Italians often visit the same “bagno” or “stabilimento” (little patch of sunbeds) every year for a life time. Their parents went, their children will go, and their children’s children will go. It’s a family tradition that seems to be passed down from generations and it brings not only the family together but all the people you’ve grown up with who have the same tradition. If I visit the same place more than once, I feel very guilty – I don’t want to miss out on the rest of the world but actually, what the Italians are gaining by having this tradition and culture is much more important in my opinion: friendship and family, and having a lot of fun whilst they’re at it.

And why come to Bellaria Igea Marina?

For a start, the clue is in the name – Bellaria means Beautiful Air! The beach is golden, sandy and clean. In fact, in the morning someone rakes the beach to clear it of debris. Rock barriers stretch along the coast a few dozen meters from the beach to protect it from large waves. The water is shallow for a long way out making it ideal for children. When I arrived on Wednesday morning it was brilliant sunshine and the water was almost at the temperature I might have a bath!

Bellaria (50 of 66)

See the rock barriers… it’s shallow pretty much all the way out!

Bellaria (51 of 66)

They put a lot of effort into their beach cleaning. Someone comes each morning to rake debris into piles and then this tractor and lorry combo come along to pick it up!

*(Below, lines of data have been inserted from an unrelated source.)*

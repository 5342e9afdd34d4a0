//! Per-activation metrics agent for serverless function runtimes.
//!
//! [`instrument`] wraps a single activation's entry point: it builds
//! an [`Agent`], binds it to the task via the activation context
//! (spec §4.3), arms the deadline timer (spec §4.5), runs the
//! function body, and tears everything down again. Inside that scope,
//! the free functions [`send`], [`add`], [`get`], and
//! [`activation_finished`] reach the current activation's agent
//! without it being threaded through every call site — the same
//! convenience the source SDK gets from a process-wide global, scoped
//! here to one task instead of one process.
//!
//! ```ignore
//! actmetrics::instrument(
//!     actmetrics::Options::new("https://insights-collector.example.com/v1/accounts/1/events", "api-key"),
//!     |agent, _http_client| async move {
//!         agent.add([("coldStart".into(), true.into())].into_iter().collect());
//!         // ... the activation's actual work ...
//!     },
//! ).await;
//! ```

mod agent;
mod context;
mod options;

pub use agent::{Agent, AgentError};
pub use context::{activation_finished, add, current, get, send};
pub use options::{Options, TimeoutCallback};

use std::sync::Arc;

use actmetrics_core::env;
use actmetrics_probe::InstrumentedClient;

/// Runs `main` as one instrumented activation: builds an [`Agent`] from
/// `options`, optionally wires up the HTTP probe, binds both to this
/// task for the duration of `main`, and finishes the activation
/// (cancelling the deadline timer) once `main` returns.
///
/// `main` receives the `Agent` directly — most call sites won't need
/// it and can use the free functions instead, but a handle is handy
/// for passing an [`InstrumentedClient`] deeper into request-building
/// code explicitly.
pub async fn instrument<F, Fut, T>(options: Options, main: F) -> T
where
    F: FnOnce(Arc<Agent>, Option<InstrumentedClient>) -> Fut,
    Fut: std::future::Future<Output = T>,
{
    let agent = Agent::new(&options);
    let http_client = build_http_client(agent.clone());

    let result = context::scope(agent.clone(), main(agent.clone(), http_client)).await;
    agent.activation_finished();
    result
}

fn build_http_client(agent: Arc<Agent>) -> Option<InstrumentedClient> {
    if env::env_flag_enabled("DISABLE_ALL_INSTRUMENTATION")
        || env::env_flag_enabled("OPENWHISK_NEWRELIC_DISABLE_ALL_INSTRUMENTATION")
        || env::env_flag_enabled("DISABLE_HTTP_INSTRUMENTATION")
        || env::env_flag_enabled("OPENWHISK_NEWRELIC_DISABLE_HTTP_INSTRUMENTATION")
    {
        return None;
    }

    Some(InstrumentedClient::new(Arc::new(move |record| {
        let agent = agent.clone();
        tokio::spawn(async move {
            agent.record_http(record).await;
        });
    })))
}

#[cfg(test)]
mod tests {
    use super::*;
    use http::Request;
    use http_body_util::BodyExt;
    use serial_test::serial;
    use std::time::Duration;
    use wiremock::matchers::{method, path};
    use wiremock::{Mock, MockServer, ResponseTemplate};

    #[tokio::test]
    #[serial]
    async fn instrument_merges_defaults_and_flushes_a_custom_event() {
        std::env::set_var("__OW_ACTIVATION_ID", "act-1");

        let ingest = MockServer::start().await;
        Mock::given(method("POST"))
            .respond_with(ResponseTemplate::new(200))
            .expect(1)
            .mount(&ingest)
            .await;

        let options = Options::new(ingest.uri(), "key");
        instrument(options, |agent, _client| async move {
            let mut event = actmetrics_core::Event::new();
            event.insert("widgetsSold".to_string(), actmetrics_core::EventValue::Int(3));
            agent.send("custom", event, true).await.unwrap();
        })
        .await;

        ingest.verify().await;
        std::env::remove_var("__OW_ACTIVATION_ID");
        actmetrics_core::queue::stop();
    }

    #[tokio::test]
    #[serial]
    async fn http_probe_event_reaches_the_ingest_endpoint() {
        let ingest = MockServer::start().await;
        Mock::given(method("POST"))
            .respond_with(ResponseTemplate::new(200))
            .expect(1)
            .mount(&ingest)
            .await;

        let target = MockServer::start().await;
        Mock::given(method("GET"))
            .and(path("/ping"))
            .respond_with(ResponseTemplate::new(200).set_body_string("pong"))
            .mount(&target)
            .await;

        let mut options = Options::new(ingest.uri(), "key");
        options.send_interval_ms = Some(20);

        instrument(options, |_agent, client| async move {
            let client = client.expect("instrumentation enabled");
            let uri: http::Uri = format!("{}/ping", target.uri()).parse().unwrap();
            let req = Request::get(uri).body(bytes::Bytes::new()).unwrap();
            let response = client.request(req).await.unwrap();
            let (_, body) = response.into_parts();
            let _ = body.collect().await.unwrap();
        })
        .await;

        tokio::time::sleep(Duration::from_millis(100)).await;
        ingest.verify().await;
        actmetrics_core::queue::stop();
    }
}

There are plenty of “bagni” to take advantage of – for a few euros you can take advantage of the sunbeds, umbrellas, toilets etc. Here are some photos of the beach…

Bellaria (11 of 66)

The advantage of such a busy beach is that there are lots of well-equipped lifeguards!

Bellaria (52 of 66)

Two ladies having a morning stroll along the beach front. Later on, the beach front becomes a positive super highway of people doing the same!

Bellaria (30 of 66)

As you can see, the beach is well used!

Bellaria (31 of 66)

And taken from the other side.

Bellaria (54 of 66)

This is what I think of as party pier! Boat trips go from the end of it. When I arrived they were on a loud speaker and sounding like they were having a great time!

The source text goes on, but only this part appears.